Ritter was among several women who shared their passions, concerns and workplace expectations with a spirited throng of hundreds gathered for the United Steelworkers “Women of Steel” rally and march on Bigelow Boulevard outside the Cathedral of Learning. Activists from all 12 USW districts in the U.S., Canada and beyond, who were in Pittsburgh for a weeklong conference, chose to lend support to Pitt staff and graduate student employees seeking to unionize.

Staff members, who are organizing under the USW banner as the Staff Union of Pitt, filed for a union election in June with the Pennsylvania Labor Relations Board, while graduate student workers on Oct. 2 kicked off a card-signing campaign with the goal of forming a union. Two years ago, more than 3,000 Pitt faculty members voted to join the USW.

Soon after the USW members — donning “Women of Steel” t-shirts, some armed with noisemakers and union flags — poured out of a fleet of tour buses, they commandeered Bigelow between the Cathedral and William Pitt Union, where dancing, singing and chanting ensued. Led by Maria Somma, the USW’s organizing director, several USW members and Pitt staff and graduate students shared their concerns and commitment to union ideals with the celebratory crowd.

Somma provided a capsulized history of Pittsburgh’s economic journey from steel manufacturing capital to today’s “eds and meds”-fueled job market.

“Pittsburgh’s entire economy back in the day was based on those good union steel jobs. Now we’re here in the present,” she said, making note of the surrounding Pitt infrastructure. “Look around, sisters. What you see is the new economy of this city. They’re the ones that replaced the steel mills, the steel mills of today: our universities and hospitals in this city. We’re now an eds and meds economy.

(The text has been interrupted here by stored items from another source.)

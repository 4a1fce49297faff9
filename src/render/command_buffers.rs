use anyhow::Result;
use vulkanalia::prelude::v1_0::*;

use super::queue_families::QueueFamilyIndices;

/// The vertex shader synthesizes the triangle from `gl_VertexIndex`.
const TRIANGLE_VERTEX_COUNT: u32 = 3;

pub unsafe fn create_command_pool(
    instance: &Instance,
    device: &Device,
    window_surface: vk::SurfaceKHR,
    physical_device: vk::PhysicalDevice,
) -> Result<vk::CommandPool> {
    let indices = QueueFamilyIndices::get(instance, window_surface, physical_device)?;

    let info = vk::CommandPoolCreateInfo::builder()
        .flags(vk::CommandPoolCreateFlags::empty())
        .queue_family_index(indices.graphics);

    let command_pool = device.create_command_pool(&info, None)?;

    Ok(command_pool)
}

/// One primary command buffer per swapchain image.
pub unsafe fn allocate_command_buffers(
    device: &Device,
    command_pool: vk::CommandPool,
    number_of_buffers: u32,
) -> Result<Vec<vk::CommandBuffer>> {
    let allocate_info = vk::CommandBufferAllocateInfo::builder()
        .command_pool(command_pool)
        .level(vk::CommandBufferLevel::PRIMARY)
        .command_buffer_count(number_of_buffers);

    let command_buffers = device.allocate_command_buffers(&allocate_info)?;

    Ok(command_buffers)
}

pub unsafe fn record_command_buffers(
    device: &Device,
    command_buffers: &[vk::CommandBuffer],
    swapchain_extent: vk::Extent2D,
    render_pass: vk::RenderPass,
    pipeline: vk::Pipeline,
    framebuffers: &[vk::Framebuffer],
) -> Result<()> {
    for (i, command_buffer) in command_buffers.iter().enumerate() {
        let info = vk::CommandBufferBeginInfo::builder();

        device.begin_command_buffer(*command_buffer, &info)?;

        let render_area = vk::Rect2D::builder()
            .offset(vk::Offset2D::default())
            .extent(swapchain_extent);

        let color_clear_value = vk::ClearValue {
            color: vk::ClearColorValue {
                float32: [0.0, 0.0, 0.0, 1.0],
            },
        };

        let clear_values = &[color_clear_value];
        let info = vk::RenderPassBeginInfo::builder()
            .render_pass(render_pass)
            .framebuffer(framebuffers[i])
            .render_area(render_area)
            .clear_values(clear_values);

        device.cmd_begin_render_pass(*command_buffer, &info, vk::SubpassContents::INLINE);
        device.cmd_bind_pipeline(*command_buffer, vk::PipelineBindPoint::GRAPHICS, pipeline);
        device.cmd_draw(*command_buffer, TRIANGLE_VERTEX_COUNT, 1, 0, 0);
        device.cmd_end_render_pass(*command_buffer);

        device.end_command_buffer(*command_buffer)?;
    }

    Ok(())
}

pub unsafe fn free_command_buffers(
    device: &Device,
    command_pool: vk::CommandPool,
    command_buffers: &[vk::CommandBuffer],
) {
    device.free_command_buffers(command_pool, command_buffers);
}

pub unsafe fn destroy_command_pool(device: &Device, command_pool: vk::CommandPool) {
    device.destroy_command_pool(command_pool, None);
}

“While some of the old steel mills have gone, our union has not. We’re still here, and we’re thriving,” she added. “Our union’s mission is to help workers of the present-day economy — the eds and meds — to gain the benefits of a good union contract. We’ve begun that mission here. We’ve begun to try to fulfill it.”

One of the Pitt-related speakers, Alison Mahoney, a Ph.D. student and member of the graduate-student union organizing committee, drew parallels between the graduate and staff campaigns to unionize, saying they are “the same fight: grads and staff both work long hours in offices and labs and studios and libraries, supporting students and providing the backbone to the incredible research that happens at this University.

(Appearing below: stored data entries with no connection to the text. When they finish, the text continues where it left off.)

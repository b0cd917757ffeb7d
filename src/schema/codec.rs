// Linearization codec
//
// Encodes trait records into the flat target string the backbone is trained
// to emit, and parses generated strings back. Grammar-level parsing is split
// from vocabulary resolution so the validator can keep the good entries of a
// partially bad candidate.
//
// Grammar: a linearization is a whitespace-separated sequence of records,
// each `[subject|attribute|value]`. Backslash escapes a literal `\ [ ] |`
// inside a field. Anything else outside a record is a grammar violation.

use std::fmt;
use thiserror::Error;

use super::{Schema, TraitRecord};

/// Characters that must be escaped when they occur literally inside a field.
const ESCAPED: [char; 4] = ['\\', '[', ']', '|'];

/// Grammar-level violation detail.
#[derive(Debug, Clone, PartialEq, Eq)]
pub enum GrammarIssue {
    TextOutsideRecord(char),
    UnterminatedRecord,
    TooManyFields,
    MissingFields(usize),
    UnescapedOpenBracket,
    BadEscape(char),
    DanglingEscape,
}

impl fmt::Display for GrammarIssue {
    fn fmt(&self, f: &mut fmt::Formatter<'_>) -> fmt::Result {
        match self {
            GrammarIssue::TextOutsideRecord(c) => {
                write!(f, "unexpected character {c:?} outside a record")
            }
            GrammarIssue::UnterminatedRecord => write!(f, "unterminated record"),
            GrammarIssue::TooManyFields => write!(f, "record has more than 3 fields"),
            GrammarIssue::MissingFields(n) => write!(f, "record has {n} fields, expected 3"),
            GrammarIssue::UnescapedOpenBracket => write!(f, "unescaped '[' inside record"),
            GrammarIssue::BadEscape(c) => write!(f, "unrecognized escape sequence \\{c}"),
            GrammarIssue::DanglingEscape => write!(f, "dangling escape at end of input"),
        }
    }
}

/// Decoding failure. Malformed grammar may be repairable by the validator;
/// unknown attributes identify the offending entry so it can be dropped.
#[derive(Debug, Clone, PartialEq, Eq, Error)]
pub enum DecodeError {
    #[error("malformed grammar at byte {offset}: {issue}")]
    MalformedGrammar { offset: usize, issue: GrammarIssue },

    #[error("unknown attribute `{attribute}` in entry {entry}")]
    UnknownAttribute { attribute: String, entry: usize },
}

/// A grammatically parsed record before vocabulary resolution.
#[derive(Debug, Clone, PartialEq, Eq)]
pub struct RawEntry {
    pub subject: String,
    pub attribute: String,
    pub value: String,
    /// Byte offset of the record's opening bracket, for diagnostics.
    pub offset: usize,
}

/// An entry dropped during lenient resolution.
#[derive(Debug, Clone, PartialEq, Eq)]
pub struct DroppedEntry {
    pub attribute: String,
    pub entry: usize,
}

/// Schema-aware encoder/decoder for linearizations.
#[derive(Debug, Clone)]
pub struct Codec {
    schema: Schema,
}

impl Codec {
    pub fn new(schema: Schema) -> Self {
        Self { schema }
    }

    pub fn schema(&self) -> &Schema {
        &self.schema
    }

    /// Encode records into their canonical linearization.
    ///
    /// Records are ordered by span start (first appearance in the source),
    /// with spanless records after spanned ones in (attribute, subject,
    /// value) lexical order, so equivalent inputs encode identically.
    pub fn encode(&self, records: &[TraitRecord]) -> String {
        let mut ordered: Vec<&TraitRecord> = records.iter().collect();
        ordered.sort_by(|a, b| {
            let ka = (a.span.map(|s| s.0).unwrap_or(usize::MAX), &a.attribute, &a.subject, &a.value);
            let kb = (b.span.map(|s| s.0).unwrap_or(usize::MAX), &b.attribute, &b.subject, &b.value);
            ka.cmp(&kb)
        });

        let mut out = String::new();
        for (i, record) in ordered.iter().enumerate() {
            if i > 0 {
                out.push(' ');
            }
            out.push('[');
            push_escaped(&mut out, &record.subject);
            out.push('|');
            push_escaped(&mut out, &record.attribute);
            out.push('|');
            push_escaped(&mut out, &record.value);
            out.push(']');
        }
        out
    }

    /// Strict decode: grammar parse plus closed-vocabulary resolution.
    pub fn decode(&self, text: &str) -> Result<Vec<TraitRecord>, DecodeError> {
        let entries = parse_entries(text)?;
        self.resolve_entries(&entries)
    }

    /// Resolve parsed entries against the schema, failing on the first
    /// unknown attribute.
    pub fn resolve_entries(&self, entries: &[RawEntry]) -> Result<Vec<TraitRecord>, DecodeError> {
        for (i, entry) in entries.iter().enumerate() {
            if !self.schema.contains(&entry.attribute) {
                return Err(DecodeError::UnknownAttribute {
                    attribute: entry.attribute.clone(),
                    entry: i,
                });
            }
        }
        Ok(entries.iter().map(raw_to_record).collect())
    }

    /// Resolve parsed entries, dropping unknown-attribute entries and
    /// reporting each drop.
    pub fn resolve_entries_lenient(
        &self,
        entries: &[RawEntry],
    ) -> (Vec<TraitRecord>, Vec<DroppedEntry>) {
        let mut records = Vec::new();
        let mut dropped = Vec::new();
        for (i, entry) in entries.iter().enumerate() {
            if self.schema.contains(&entry.attribute) {
                records.push(raw_to_record(entry));
            } else {
                dropped.push(DroppedEntry {
                    attribute: entry.attribute.clone(),
                    entry: i,
                });
            }
        }
        (records, dropped)
    }
}

fn raw_to_record(entry: &RawEntry) -> TraitRecord {
    TraitRecord::new(entry.subject.clone(), entry.attribute.clone(), entry.value.clone())
}

fn push_escaped(out: &mut String, field: &str) {
    for c in field.chars() {
        if ESCAPED.contains(&c) {
            out.push('\\');
        }
        out.push(c);
    }
}

/// Grammar-level parse of a linearization into raw entries.
///
/// Whitespace between records is ignored; everything else outside brackets
/// is a violation. Fields are taken verbatim, no trimming.
pub fn parse_entries(text: &str) -> Result<Vec<RawEntry>, DecodeError> {
    let mut entries = Vec::new();
    let mut chars = text.char_indices().peekable();

    while let Some(&(offset, c)) = chars.peek() {
        if c.is_whitespace() {
            chars.next();
            continue;
        }
        if c != '[' {
            return Err(DecodeError::MalformedGrammar {
                offset,
                issue: GrammarIssue::TextOutsideRecord(c),
            });
        }
        chars.next();
        entries.push(parse_record(offset, &mut chars)?);
    }

    Ok(entries)
}

fn parse_record(
    record_offset: usize,
    chars: &mut std::iter::Peekable<std::str::CharIndices<'_>>,
) -> Result<RawEntry, DecodeError> {
    let mut fields: Vec<String> = Vec::with_capacity(3);
    let mut current = String::new();

    while let Some((offset, c)) = chars.next() {
        match c {
            '\\' => match chars.next() {
                Some((_, esc)) if ESCAPED.contains(&esc) => current.push(esc),
                Some((esc_offset, esc)) => {
                    return Err(DecodeError::MalformedGrammar {
                        offset: esc_offset,
                        issue: GrammarIssue::BadEscape(esc),
                    })
                }
                None => {
                    return Err(DecodeError::MalformedGrammar {
                        offset,
                        issue: GrammarIssue::DanglingEscape,
                    })
                }
            },
            '|' => {
                if fields.len() == 2 {
                    return Err(DecodeError::MalformedGrammar {
                        offset,
                        issue: GrammarIssue::TooManyFields,
                    });
                }
                fields.push(std::mem::take(&mut current));
            }
            ']' => {
                fields.push(current);
                if fields.len() != 3 {
                    return Err(DecodeError::MalformedGrammar {
                        offset,
                        issue: GrammarIssue::MissingFields(fields.len()),
                    });
                }
                let mut it = fields.into_iter();
                return Ok(RawEntry {
                    subject: it.next().unwrap(),
                    attribute: it.next().unwrap(),
                    value: it.next().unwrap(),
                    offset: record_offset,
                });
            }
            '[' => {
                return Err(DecodeError::MalformedGrammar {
                    offset,
                    issue: GrammarIssue::UnescapedOpenBracket,
                })
            }
            _ => current.push(c),
        }
    }

    Err(DecodeError::MalformedGrammar {
        offset: record_offset,
        issue: GrammarIssue::UnterminatedRecord,
    })
}

#[cfg(test)]
mod tests {
    use super::*;
    use crate::schema::Schema;

    fn codec() -> Codec {
        Codec::new(Schema::builtin())
    }

    #[test]
    fn test_encode_single_record() {
        let records = vec![TraitRecord::new("Rose", "height", "30cm")];
        assert_eq!(codec().encode(&records), "[Rose|height|30cm]");
    }

    #[test]
    fn test_round_trip() {
        let records = vec![
            TraitRecord::new("Rose", "height", "30cm"),
            TraitRecord::new("Rose", "color", "red"),
            TraitRecord::new("Tulip", "flowering_time", "spring"),
        ];
        let codec = codec();
        let decoded = codec.decode(&codec.encode(&records)).unwrap();
        assert_eq!(decoded.len(), 3);
        for record in &records {
            assert!(decoded.contains(record));
        }
    }

    #[test]
    fn test_escaping_is_byte_identical() {
        let nasty = "a|b \\ [c] d";
        let records = vec![TraitRecord::new(nasty, "height", nasty)];
        let codec = codec();
        let decoded = codec.decode(&codec.encode(&records)).unwrap();
        assert_eq!(decoded[0].subject, nasty);
        assert_eq!(decoded[0].value, nasty);
    }

    #[test]
    fn test_canonicalization_is_idempotent() {
        let records = vec![
            TraitRecord::new("Tulip", "yield", "low"),
            TraitRecord::new("Rose", "color", "red"),
        ];
        let codec = codec();
        let first = codec.encode(&records);
        let second = codec.encode(&codec.decode(&first).unwrap());
        assert_eq!(first, second);
    }

    #[test]
    fn test_span_order_wins_over_lexical() {
        let records = vec![
            TraitRecord::new("Rose", "color", "red").with_span(10, 14),
            TraitRecord::new("Rose", "height", "30cm").with_span(0, 4),
        ];
        let encoded = codec().encode(&records);
        assert_eq!(encoded, "[Rose|height|30cm] [Rose|color|red]");
    }

    #[test]
    fn test_decode_empty_is_empty() {
        assert!(codec().decode("").unwrap().is_empty());
        assert!(codec().decode("   ").unwrap().is_empty());
    }

    #[test]
    fn test_unknown_attribute_identifies_entry() {
        let err = codec()
            .decode("[Rose|height|30cm] [Rose|smell|sweet]")
            .unwrap_err();
        assert_eq!(
            err,
            DecodeError::UnknownAttribute {
                attribute: "smell".to_string(),
                entry: 1,
            }
        );
    }

    #[test]
    fn test_lenient_resolution_keeps_valid_entries() {
        let entries =
            parse_entries("[A|height|1] [B|smell|2] [C|color|3]").unwrap();
        let (records, dropped) = codec().resolve_entries_lenient(&entries);
        assert_eq!(records.len(), 2);
        assert_eq!(dropped.len(), 1);
        assert_eq!(dropped[0].attribute, "smell");
        assert_eq!(dropped[0].entry, 1);
    }

    #[test]
    fn test_unterminated_record_rejected() {
        let err = codec().decode("[Rose|height|30cm").unwrap_err();
        assert!(matches!(
            err,
            DecodeError::MalformedGrammar { issue: GrammarIssue::UnterminatedRecord, .. }
        ));
    }

    #[test]
    fn test_text_outside_record_rejected() {
        let err = codec().decode("The answer is [Rose|height|30cm]").unwrap_err();
        assert!(matches!(
            err,
            DecodeError::MalformedGrammar { issue: GrammarIssue::TextOutsideRecord('T'), .. }
        ));
    }

    #[test]
    fn test_unescaped_delimiter_in_field_rejected() {
        // Extra '|' makes a fourth field.
        let err = codec().decode("[Ro|se|height|30cm]").unwrap_err();
        assert!(matches!(
            err,
            DecodeError::MalformedGrammar { issue: GrammarIssue::TooManyFields, .. }
        ));
    }

    #[test]
    fn test_missing_fields_rejected() {
        let err = codec().decode("[Rose|height]").unwrap_err();
        assert!(matches!(
            err,
            DecodeError::MalformedGrammar { issue: GrammarIssue::MissingFields(2), .. }
        ));
    }

    #[test]
    fn test_dangling_escape_rejected() {
        let err = codec().decode("[Rose|height|30cm\\").unwrap_err();
        assert!(matches!(
            err,
            DecodeError::MalformedGrammar { issue: GrammarIssue::DanglingEscape, .. }
        ));
    }

    #[test]
    fn test_whitespace_between_records_ignored() {
        let decoded = codec()
            .decode("[A|height|1]\n\t [B|color|2]")
            .unwrap();
        assert_eq!(decoded.len(), 2);
    }
}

“And despite the work that we do to make Pitt all that it is, we are told time and again by the University administration that our work is not valuable. Grads and staff have both seen wages shrink dramatically, compared to the rising cost of living in Pittsburgh,” she added. “Grads and staff have both seen changes to our health insurance with no consultation or warning … both struggle to support ourselves and our families despite working for the second-largest employer in this city.”

Despite Pitt’s “multi-billion dollar endowment,” the University “tells us over and over that they cannot afford to do better for us,” she said, “but somehow they can afford to do better for our chancellor, who makes almost a million dollars a year. Somehow, they can afford to spend millions every year on new construction. …

“This isn’t about money,” Mahoney said. “It’s about priorities. We organize because it’s our turn to be prioritized.”

Following the speakers, which included USW members from Puerto Rico and the United Kingdom as well as Pittsburgh, the crowd funneled into a line and marched around the Cathedral of Learning perimeter, chanting “Union Yes!” and “Pittsburgh is a union town!”

As the march concluded and visiting marchers headed to the buses, Michaela Davis, Molly Ritter’s colleague in the psychology department, said she felt the rally drove home the need to establish fair pay and benefits for staff and graduate students.

“We’re told ‘no’ by so many different parties,” she said. “We’ve seen a lot of good people leave over the years. It felt good to have the support of other people who have unionized.”

Noting the drawn-out nature of negotiations, Davis acknowledged that unionizing staff will “be a hard, uphill fight. It’s been at least two years now,” she said. “There’s no other option. We love it here. We want to stay. It just has to be affordable to do so.”